The findings were presented by Melanie Degliuomini, MD, of the Weill Cornell Medicine Department of Pediatrics in New York, New York, and colleagues.
“VTE is a known complication in pediatric leukemia patients; severe events, such as PE, and CVST are unfortunately known to occur,” said Dr. Degliuomini. “Management guidelines are currently lacking with the majority of treatment guidance coming from adult literature and noncancer-specific pediatric literature.”
The investigators questioned, “How are physicians managing PE and CVST in children with leukemia?”
To gain insight into common practices, the team performed an anonymous cross-sectional survey of pediatric hematology or pediatric hematology/oncology members of the American Society of Hematology (ASH), and the pediatric subcommittee of VTE Network of the Hemostasis & Thrombosis Research Society (VENUS) using an online survey tool (Qualtrics). Survey questions covered 2 primary areas for both PE and CVST: the duration of therapy and repeat imaging.
The investigators sent 870 surveys and achieved a response rate of 17.7% (154/870). After excluding 12 surveys based on predetermined exclusion criteria, 142 surveys were included in the final analysis. Of the respondents, 52% were from hematology practices and 13% were from oncology practices, while 28% were from combined practices and 7% specialized in bone marrow transplant.
Regarding the duration of therapy for PE (133 responses), 40% of respondents reported treatment for 6 months, while 29% reported treatment for 3 months, and 10% reported treatment until the end of asparaginase therapy. However, some physicians reported treating PE until the end of cancer treatment or until central venous catheter removal.
Concerning repeat imaging of PE (131 responses), most respondents performed repeat imaging prior to stopping anticoagulation (66%). Of the respondents who performed repeat imaging (85 respondents), 39%, 41%, and 13% reported reimaging at 6 weeks, 3 months, and 6 months, respectively. Approximately half of the respondents (51%) required complete PE resolution before stopping anticoagulation.
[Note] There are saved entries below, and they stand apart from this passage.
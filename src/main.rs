use anyhow::{Context, Result};
use potion_decanter::{
    commands::CommandHandler,
    config::ConfigLoader,
    decant::Decanter,
    items::{ItemDefinitionTable, PriceTable},
    logging::{init_logger, print_chat},
    potions::{Classifier, PotionCatalog},
    inventory::SharedInventory,
};
use std::sync::Arc;
use tokio::io::{stdin, AsyncBufReadExt, BufReader};
use tracing::{debug, info, warn};

const VERSION: &str = env!("CARGO_PKG_VERSION");

#[tokio::main]
async fn main() -> Result<()> {
    // Initialize logging
    init_logger()?;
    info!("Starting Potion Decanter v{}", VERSION);

    // Load or create configuration
    let config_loader = ConfigLoader::new();
    let config = config_loader.load()?;

    let items = match &config.item_data_path {
        Some(path) => ItemDefinitionTable::load(&config_loader.resolve(path))?,
        None => ItemDefinitionTable::builtin()?,
    };
    let catalog = PotionCatalog::builtin();
    info!(
        "Loaded {} potion families and {} item definitions",
        catalog.families().len(),
        items.len()
    );

    let classifier = Classifier::new(catalog, Arc::new(items));
    let prices = Arc::new(PriceTable::from_config(&config.container_prices));
    let decanter = Decanter::from_config(&config, classifier, prices);

    let inventory = SharedInventory::seeded(
        config.inventory_capacity,
        config.max_stack,
        &config.starting_inventory,
    )
    .context("Invalid starting inventory in config")?;
    info!(
        "Inventory: {} slots, {} seeded stacks",
        config.inventory_capacity,
        config.starting_inventory.len()
    );

    let handler = CommandHandler::new(decanter, inventory);

    info!("Console interface ready - type commands and press Enter:");
    for line in handler.handle("::help") {
        info!("  {}", line);
    }

    // Commands are handled one at a time, in the order they are typed
    let reader = BufReader::new(stdin());
    let mut lines = reader.lines();

    loop {
        match lines.next_line().await {
            Ok(Some(line)) => {
                let input = line.trim();
                if input.is_empty() {
                    continue;
                }
                debug!("Console input: {}", input);
                for message in handler.handle(input) {
                    print_chat(&message);
                }
            }
            Ok(None) => {
                info!("Console closed, shutting down");
                break;
            }
            Err(e) => {
                warn!("Failed to read console input: {}", e);
                break;
            }
        }
    }

    Ok(())
}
Concerning the duration of therapy for CVST (131 respondents), 40% treated patients for 3 months, while 24% treated patients for 6 months and 15% treated patients until the end of asparaginase therapy. A large majority of respondents (95%) repeated imaging of CVST before stopping anticoagulation and of those (122 respondents), 39%, 50%, and 3% repeat CVST imaging at 6 weeks, 3 months, and 6 months, respectively. Only 39% required complete CVST resolution prior to stopping anticoagulation.
Limitations of the study included the low response rate and unanswered questions on some surveys.
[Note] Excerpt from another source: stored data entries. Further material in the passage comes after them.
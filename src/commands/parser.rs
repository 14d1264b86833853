//! Console command parsing
//!
//! Commands use the in-game developer syntax: `::name arg1 arg2`.

use once_cell::sync::Lazy;
use regex::Regex;
use thiserror::Error;

static COMMAND_RE: Lazy<Regex> =
    Lazy::new(|| Regex::new(r"^::(\S+)(?:\s+(.*))?$").expect("command regex is valid"));

#[derive(Debug, Clone, PartialEq, Eq)]
pub struct Command {
    /// Lowercased command name
    pub name: String,
    pub args: Vec<String>,
}

#[derive(Debug, Clone, PartialEq, Eq, Error)]
pub enum CommandError {
    #[error("Usage: ::decant <doses>")]
    MissingArgument,
    #[error("Invalid amount of doses")]
    NotANumber(String),
    #[error("Amount of doses must be at least 1")]
    NotPositive(i32),
}

/// Split a console line into a command; `None` if it is not a `::` command
pub fn parse_command(input: &str) -> Option<Command> {
    let captures = COMMAND_RE.captures(input.trim())?;
    let name = captures.get(1)?.as_str().to_lowercase();
    let args = captures
        .get(2)
        .map(|m| m.as_str().split_whitespace().map(str::to_string).collect())
        .unwrap_or_default();
    Some(Command { name, args })
}

/// Read the target dose count from the `decant` command's first argument
pub fn parse_target_doses(args: &[String]) -> Result<i32, CommandError> {
    let raw = args.first().ok_or(CommandError::MissingArgument)?;
    let doses: i32 = raw
        .parse()
        .map_err(|_| CommandError::NotANumber(raw.clone()))?;
    if doses <= 0 {
        return Err(CommandError::NotPositive(doses));
    }
    Ok(doses)
}
use std::collections::HashMap;

use crate::config::types::ContainerPrice;
use crate::types::ItemId;

/// Price lookup for items the decanter may need to sell to the player
pub trait PriceLookup {
    fn price_of(&self, item: ItemId) -> Option<u64>;
}

/// Static price list, usually built from `config.toml`
#[derive(Debug, Clone, Default)]
pub struct PriceTable {
    prices: HashMap<ItemId, u64>,
}

impl PriceTable {
    pub fn new() -> Self {
        Self::default()
    }

    pub fn from_config(entries: &[ContainerPrice]) -> Self {
        let prices = entries
            .iter()
            .map(|entry| (ItemId(entry.item_id), entry.price))
            .collect();
        Self { prices }
    }

    pub fn set_price(&mut self, item: ItemId, price: u64) {
        self.prices.insert(item, price);
    }
}

impl PriceLookup for PriceTable {
    fn price_of(&self, item: ItemId) -> Option<u64> {
        self.prices.get(&item).copied()
    }
}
“[T]here is notable variation in the management of PE and CVST in children with leukemia, including treatment duration and use of imaging,” concluded Dr. Degliuomini. “The development of prospective studies focused on the management of these high-risk clots in pediatric cancer patients is crucial to driving the development of standard guidelines for the pediatric hematology-oncology community.”